Friday, August 20, 2010

Finance

Wooow... what a topic to pakao all your heads. What had I been doing all this time not bringing up this topic till now. I know, most of you would be going “aaaaah...., NO not this one”.

Friends, ‘Finance’ or rather personal finance related topics have always been close to my heart since the days I started earning. I always used to think of an optimum way of keeping my finances, making plans in line with what all the financial pundits tell.... insurance, taxes, debt-equity ratio, blah blah.... However, over the years I have learnt that there are two fundamental differences between what we are told in all the financial stuff and the reality. Firstly, the plan not only depends on person to person but also on condition he/she is into at the point of time. Secondly, even if you plan it up completely to the minutest level as suggested by your financial agent, you will still repent some decision thinking what if I had done this and that. However, don’t worry. It is basic human nature to get worried at anything that goes wrong. The point is to keep it in mind for planning next time. This is known as “Kaizen” in Japanese meaning constant improvement (I like throwing off these fun facts).

One of the very basic lesson in finance (or anything in life) is “Don’t ask the barber if you need a haircut”. One needs to see if the person has any vested interest in you going through with the transaction as advised to you. Many a times I have heard that people have invested in things like Insurance Plan with is also a mutual fund and all sorts of such products. Dear Friends, they are called ULIPs (Unit Linked Insurance Plans) and I don’t have anything personal against these plans except that they take away a large chunk of your investment in the first three years after which “you need not keep investing” meaning “your financial advisor will not get a sizable chunk of your investment as his commission after 3 yrs are over”.

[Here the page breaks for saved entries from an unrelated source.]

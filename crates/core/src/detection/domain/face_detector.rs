use crate::expression::domain::face_signals::FaceSignals;
use crate::shared::error::EmojifyError;
use crate::shared::frame::Frame;

/// Domain interface for the external face detection engine.
///
/// Returns zero or more faces, each with a bounding region and the three
/// classification probabilities. Implementations may hold native resources,
/// hence `&mut self` and an explicit `release`.
pub trait FaceDetector: Send {
    fn detect(&mut self, frame: &Frame) -> Result<Vec<FaceSignals>, EmojifyError>;

    /// Frees engine resources. Called once at the end of every request.
    fn release(&mut self) {}
}
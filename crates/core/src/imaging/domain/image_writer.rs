use std::path::Path;

use crate::shared::error::EmojifyError;
use crate::shared::frame::Frame;

/// Writes a single frame to an image file.
pub trait ImageWriter: Send {
    fn write(&self, path: &Path, frame: &Frame) -> Result<(), EmojifyError>;
}
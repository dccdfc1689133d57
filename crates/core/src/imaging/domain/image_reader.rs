use std::path::Path;

use crate::shared::error::EmojifyError;
use crate::shared::frame::Frame;

/// Decodes an image file into a frame.
pub trait ImageReader: Send {
    fn read(&self, path: &Path) -> Result<Frame, EmojifyError>;
}
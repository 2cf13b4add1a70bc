//! Cache Entry Module
//!
//! A stored value together with its expiry timestamp.

use std::time::{SystemTime, UNIX_EPOCH};

// == Cache Entry ==
/// A single cached value.
///
/// Expiry is advisory: an expired entry stays readable until something
/// removes it.
#[derive(Debug, Clone, PartialEq, Eq)]
pub struct CacheEntry<V> {
    /// The stored value
    pub value: V,
    /// Expiration timestamp (Unix milliseconds)
    pub expire_at: u64,
}

impl<V> CacheEntry<V> {
    // == Constructor ==
    /// Creates an entry expiring at `expire_at` (Unix milliseconds).
    pub fn new(value: V, expire_at: u64) -> Self {
        Self { value, expire_at }
    }

    // == Is Expired ==
    /// Checks expiry against the current time.
    pub fn is_expired(&self) -> bool {
        self.is_expired_at(current_timestamp_ms())
    }

    /// Checks expiry against `now`.
    ///
    /// An entry is expired strictly after its `expire_at`; at `expire_at`
    /// itself it is still valid.
    pub fn is_expired_at(&self, now: u64) -> bool {
        self.expire_at < now
    }

    // == Time To Live ==
    /// Returns remaining validity in milliseconds, 0 once expired.
    pub fn ttl_remaining_ms(&self) -> u64 {
        self.expire_at.saturating_sub(current_timestamp_ms())
    }
}

// == Utility Functions ==
/// Returns current Unix timestamp in milliseconds.
pub fn current_timestamp_ms() -> u64 {
    SystemTime::now()
        .duration_since(UNIX_EPOCH)
        .map(|elapsed| elapsed.as_millis() as u64)
        .unwrap_or(0)
}
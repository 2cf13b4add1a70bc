//! Job Handle Module
//!
//! Awaitable handle to an operation spawned by one of the primitives.

use std::future::Future;
use std::pin::Pin;
use std::task::{Context, Poll};

use tokio::task::JoinHandle;

use crate::error::Error;

// == Job Handle ==
/// Handle to an admitted operation.
///
/// Resolves to the operation's own output, unchanged, or to an [`Error`] when
/// the operation panicked or was cancelled by runtime shutdown. Dropping the
/// handle detaches it: the operation keeps running and its bookkeeping is
/// still released when it settles.
#[derive(Debug)]
pub struct JobHandle<T> {
    task: JoinHandle<T>,
}

impl<T: Send + 'static> JobHandle<T> {
    /// Spawns `future` on the current Tokio runtime.
    ///
    /// # Panics
    /// Panics when called outside a Tokio runtime.
    pub(crate) fn spawn<Fut>(future: Fut) -> Self
    where
        Fut: Future<Output = T> + Send + 'static,
    {
        Self {
            task: tokio::spawn(future),
        }
    }
}

impl<T> JobHandle<T> {
    /// Returns true once the operation has settled.
    pub fn is_finished(&self) -> bool {
        self.task.is_finished()
    }
}

impl<T> Future for JobHandle<T> {
    type Output = Result<T, Error>;

    fn poll(mut self: Pin<&mut Self>, cx: &mut Context<'_>) -> Poll<Self::Output> {
        Pin::new(&mut self.task)
            .poll(cx)
            .map(|joined| joined.map_err(Error::from))
    }
}
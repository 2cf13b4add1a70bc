//! Cache lifecycle events.

use crate::events::Event;

/// Emitted by [`MapCache`](super::MapCache) on every store and removal.
#[derive(Debug, Clone, PartialEq, Eq)]
pub enum CacheEvent<K, V> {
    /// A value was stored, by `set` or by a completed fetch
    Set { id: K, data: V, expire_at: u64 },
    /// An entry was removed, explicitly or because it had expired
    Delete { id: K },
}

/// Subscription key for [`CacheEvent`].
#[derive(Debug, Clone, Copy, PartialEq, Eq, Hash)]
pub enum CacheEventKind {
    Set,
    Delete,
}

impl<K, V> Event for CacheEvent<K, V> {
    type Kind = CacheEventKind;

    fn kind(&self) -> CacheEventKind {
        match self {
            CacheEvent::Set { .. } => CacheEventKind::Set,
            CacheEvent::Delete { .. } => CacheEventKind::Delete,
        }
    }
}
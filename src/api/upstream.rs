//! Simulated Upstream
//!
//! Slow data source the demo service caches in front of. Ids starting with
//! [`MISSING_PREFIX`] have no data and ids starting with [`BROKEN_PREFIX`]
//! fail to load.

use std::sync::atomic::{AtomicU64, Ordering};
use std::time::Duration;

use serde::Serialize;
use serde_json::json;
use thiserror::Error;
use tracing::debug;

/// Ids with this prefix resolve to no data
pub const MISSING_PREFIX: &str = "missing-";

/// Ids with this prefix fail to load
pub const BROKEN_PREFIX: &str = "broken-";

/// Failure reported by the upstream source.
#[derive(Error, Debug, Clone, PartialEq, Eq)]
#[error("upstream failed to load '{0}'")]
pub struct UpstreamError(pub String);

/// Where a cached item came from.
#[derive(Debug, Clone, Copy, PartialEq, Eq, Serialize)]
#[serde(rename_all = "lowercase")]
pub enum ItemSource {
    Upstream,
    Manual,
}

/// Value cached by the demo service.
#[derive(Debug, Clone, PartialEq, Serialize)]
pub struct Item {
    pub id: String,
    pub payload: serde_json::Value,
    pub source: ItemSource,
    /// ISO 8601 time the item was produced
    pub produced_at: String,
}

impl Item {
    /// Creates an item stamped with the current time.
    pub fn new(id: impl Into<String>, payload: serde_json::Value, source: ItemSource) -> Self {
        Self {
            id: id.into(),
            payload,
            source,
            produced_at: chrono::Utc::now().to_rfc3339(),
        }
    }
}

// == Upstream ==
/// Slow source that counts every load.
#[derive(Debug)]
pub struct Upstream {
    latency: Duration,
    loads: AtomicU64,
}

impl Upstream {
    /// Creates an upstream answering after `latency`.
    pub fn new(latency: Duration) -> Self {
        Self {
            latency,
            loads: AtomicU64::new(0),
        }
    }

    /// Loads `id` after the configured latency.
    pub async fn load(&self, id: String) -> Result<Option<Item>, UpstreamError> {
        tokio::time::sleep(self.latency).await;
        let load = self.loads.fetch_add(1, Ordering::SeqCst) + 1;
        debug!("Upstream load #{} for '{}'", load, id);

        if id.starts_with(MISSING_PREFIX) {
            return Ok(None);
        }
        if id.starts_with(BROKEN_PREFIX) {
            return Err(UpstreamError(id));
        }

        let payload = json!({ "id": id, "load": load });
        Ok(Some(Item::new(id, payload, ItemSource::Upstream)))
    }

    /// Number of loads performed so far.
    pub fn load_count(&self) -> u64 {
        self.loads.load(Ordering::SeqCst)
    }
}
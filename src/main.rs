//! Fetchguard demo service
//!
//! Serves items from a simulated slow upstream through the deduplicating
//! cache, with per-item locking for writes and bounded cache sweeps.

use std::net::SocketAddr;

use tokio::signal;
use tracing::{info, warn};
use tracing_subscriber::{layer::SubscriberExt, util::SubscriberInitExt};

use fetchguard::api::create_router;
use fetchguard::{AppState, Config};

/// Main entry point for the demo service.
///
/// # Startup Sequence
/// 1. Initialize tracing subscriber for logging
/// 2. Load configuration from environment variables
/// 3. Create cache, lock table and sweep runner
/// 4. Create Axum router with all endpoints
/// 5. Start HTTP server on configured port
/// 6. Handle graceful shutdown on SIGINT/SIGTERM
#[tokio::main]
async fn main() -> anyhow::Result<()> {
    // Defaults to "info" level, can be overridden with RUST_LOG env var
    tracing_subscriber::registry()
        .with(
            tracing_subscriber::EnvFilter::try_from_default_env()
                .unwrap_or_else(|_| "fetchguard=info,tower_http=info".into()),
        )
        .with(tracing_subscriber::fmt::layer())
        .init();

    info!("Starting Fetchguard demo service");

    let config = Config::from_env();
    info!(
        "Configuration loaded: cache_expiry={}ms, max_sweep_jobs={}, port={}, upstream_latency={}ms",
        config.cache_expiry_ms,
        config.max_sweep_jobs,
        config.server_port,
        config.upstream_latency_ms
    );

    let state = AppState::from_config(&config);
    state.install_event_logging();
    info!("Cache, locks and sweeper initialized");

    let app = create_router(state);

    let addr = SocketAddr::from(([0, 0, 0, 0], config.server_port));
    let listener = tokio::net::TcpListener::bind(addr).await?;
    info!("Server listening on http://{}", addr);

    axum::serve(listener, app)
        .with_graceful_shutdown(shutdown_signal())
        .await?;

    info!("Server shutdown complete");
    Ok(())
}

/// Waits for shutdown signal (Ctrl+C or SIGTERM).
///
/// A signal handler that fails to install never fires; the other one still
/// does.
async fn shutdown_signal() {
    let ctrl_c = async {
        if let Err(err) = signal::ctrl_c().await {
            warn!("Failed to install Ctrl+C handler: {}", err);
            std::future::pending::<()>().await;
        }
    };

    #[cfg(unix)]
    let terminate = async {
        match signal::unix::signal(signal::unix::SignalKind::terminate()) {
            Ok(mut sigterm) => {
                sigterm.recv().await;
            }
            Err(err) => {
                warn!("Failed to install SIGTERM handler: {}", err);
                std::future::pending::<()>().await;
            }
        }
    };

    #[cfg(not(unix))]
    let terminate = std::future::pending::<()>();

    tokio::select! {
        _ = ctrl_c => {
            info!("Received Ctrl+C, initiating shutdown...");
        }
        _ = terminate => {
            info!("Received SIGTERM, initiating shutdown...");
        }
    }
}
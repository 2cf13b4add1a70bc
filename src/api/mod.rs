//! API Module
//!
//! Demo HTTP service putting the primitives in front of a slow upstream.
//!
//! # Endpoints
//! - `GET /items/:id` - Read an item through the cache
//! - `PUT /items/:id` - Store an item
//! - `DELETE /items/:id` - Remove an item
//! - `POST /items/:id/refresh` - Reload an item from upstream
//! - `POST /sweep` - Remove expired items
//! - `GET /stats` - Cache, lock and sweep statistics
//! - `GET /health` - Health check endpoint

pub mod handlers;
pub mod routes;
mod upstream;

pub use handlers::*;
pub use routes::create_router;
pub use upstream::{Item, ItemSource, Upstream, UpstreamError, BROKEN_PREFIX, MISSING_PREFIX};
//! Request DTOs for the demo service API
//!
//! Defines the structure of incoming HTTP request bodies.

use serde::Deserialize;

/// Request body for storing an item (PUT /items/:id)
///
/// # Fields
/// - `value`: The JSON value to store
/// - `ttl_ms`: Optional validity in milliseconds (uses the cache expiry if not specified)
#[derive(Debug, Clone, Deserialize)]
pub struct SetItemRequest {
    /// The value to store
    pub value: serde_json::Value,
    /// Optional validity in milliseconds
    #[serde(default)]
    pub ttl_ms: Option<u64>,
}

impl SetItemRequest {
    /// Validates the request data
    ///
    /// Returns an error message if validation fails, None if valid.
    pub fn validate(&self) -> Option<String> {
        if self.value.is_null() {
            return Some("Value cannot be null".to_string());
        }
        if self.ttl_ms == Some(0) {
            return Some("ttl_ms must be greater than zero".to_string());
        }
        None
    }
}
//! Bounded Job Runner Module
//!
//! Admits up to a configured number of concurrently outstanding invocations of
//! one async operation factory and rejects anything beyond that.

use std::collections::HashSet;
use std::fmt;
use std::future::Future;
use std::sync::Arc;

use futures::future::BoxFuture;
use futures::FutureExt;
use parking_lot::Mutex;
use tracing::{debug, trace};

use super::JobHandle;

/// Default number of concurrently outstanding invocations.
pub const DEFAULT_MAX_JOBS: usize = 1;

type Factory<T> = Arc<dyn Fn() -> BoxFuture<'static, T> + Send + Sync>;

// == Slots ==
/// Outstanding invocations, one token each.
#[derive(Debug)]
struct Slots {
    max_jobs: usize,
    active: HashSet<u64>,
    next_id: u64,
}

impl Slots {
    fn admit(&mut self) -> Option<u64> {
        if self.active.len() >= self.max_jobs {
            return None;
        }
        let id = self.next_id;
        self.next_id = self.next_id.wrapping_add(1);
        self.active.insert(id);
        Some(id)
    }
}

/// Releases its slot when the invocation settles, whatever the outcome.
struct SlotGuard {
    slots: Arc<Mutex<Slots>>,
    id: u64,
}

impl Drop for SlotGuard {
    fn drop(&mut self) {
        self.slots.lock().active.remove(&self.id);
        trace!("Job slot {} released", self.id);
    }
}

// == Job Runner ==
/// Concurrency-limited runner around a zero-argument async factory.
///
/// Clones share the same slots and limit.
pub struct JobRunner<T> {
    factory: Factory<T>,
    slots: Arc<Mutex<Slots>>,
}

impl<T: Send + 'static> JobRunner<T> {
    // == Constructor ==
    /// Creates a runner with a limit of [`DEFAULT_MAX_JOBS`].
    pub fn new<F, Fut>(factory: F) -> Self
    where
        F: Fn() -> Fut + Send + Sync + 'static,
        Fut: Future<Output = T> + Send + 'static,
    {
        Self {
            factory: Arc::new(move || factory().boxed()),
            slots: Arc::new(Mutex::new(Slots {
                max_jobs: DEFAULT_MAX_JOBS,
                active: HashSet::new(),
                next_id: 0,
            })),
        }
    }

    /// Builder form of [`JobRunner::set_max_jobs`].
    pub fn with_max_jobs(self, max_jobs: usize) -> Self {
        self.set_max_jobs(max_jobs);
        self
    }

    // == Limit ==
    /// Sets the maximum number of outstanding invocations to `max(1, n)`.
    ///
    /// Lowering the limit never cancels running jobs; it only restricts
    /// future admissions.
    pub fn set_max_jobs(&self, max_jobs: usize) -> &Self {
        let max_jobs = max_jobs.max(1);
        self.slots.lock().max_jobs = max_jobs;
        debug!("Job runner limit set to {}", max_jobs);
        self
    }

    /// Returns the current maximum.
    pub fn max_jobs(&self) -> usize {
        self.slots.lock().max_jobs
    }

    /// Returns the number of admitted invocations that have not settled.
    pub fn active_job_count(&self) -> usize {
        self.slots.lock().active.len()
    }

    // == Run ==
    /// Invokes the factory once and spawns the resulting operation, unless
    /// the runner is at capacity, in which case nothing happens and `None` is
    /// returned.
    ///
    /// The slot is taken before this returns and released when the operation
    /// settles.
    ///
    /// # Panics
    /// Panics when called outside a Tokio runtime.
    pub fn run(&self) -> Option<JobHandle<T>> {
        let admitted = self.slots.lock().admit();
        let Some(id) = admitted else {
            debug!(
                "Job runner at capacity ({} active), run not admitted",
                self.active_job_count()
            );
            return None;
        };

        let slot = SlotGuard {
            slots: Arc::clone(&self.slots),
            id,
        };
        trace!("Job slot {} admitted", id);

        let job = (self.factory)();
        Some(JobHandle::spawn(async move {
            let _slot = slot;
            job.await
        }))
    }
}

impl<T> Clone for JobRunner<T> {
    fn clone(&self) -> Self {
        Self {
            factory: Arc::clone(&self.factory),
            slots: Arc::clone(&self.slots),
        }
    }
}

impl<T> fmt::Debug for JobRunner<T> {
    fn fmt(&self, f: &mut fmt::Formatter<'_>) -> fmt::Result {
        let slots = self.slots.lock();
        f.debug_struct("JobRunner")
            .field("max_jobs", &slots.max_jobs)
            .field("active", &slots.active.len())
            .finish()
    }
}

Other similar myths are one should keep a lot of money in savings account for contingency (NO, not if you do have a cashless medicare facility, keeping 3-6 months of expenses is fine, not beyond that), one should never invest in stocks (don’t if u don’t understand them or can’t track them regularly. However, Mutual Funds are not stocks. They are people paid to take care of your stocks), taking endowment plans for life insurance is enough (I liked the ad showing KILB Kam Insurance Lene ki Bimari, see youtube for further details), and the list goes on and on.... including some totally outrageous ones like the world will end in 2012 and thus, withdraw all your money and keep all of it at home in form of cash.

If you take a bet on something, remember that you are taking a bet and the chances are 50-50. However, if you keep investing systematically through thick and thin, you are bound to do good (assuming whatever you are investing in is well researched and found to be fundamentally sound).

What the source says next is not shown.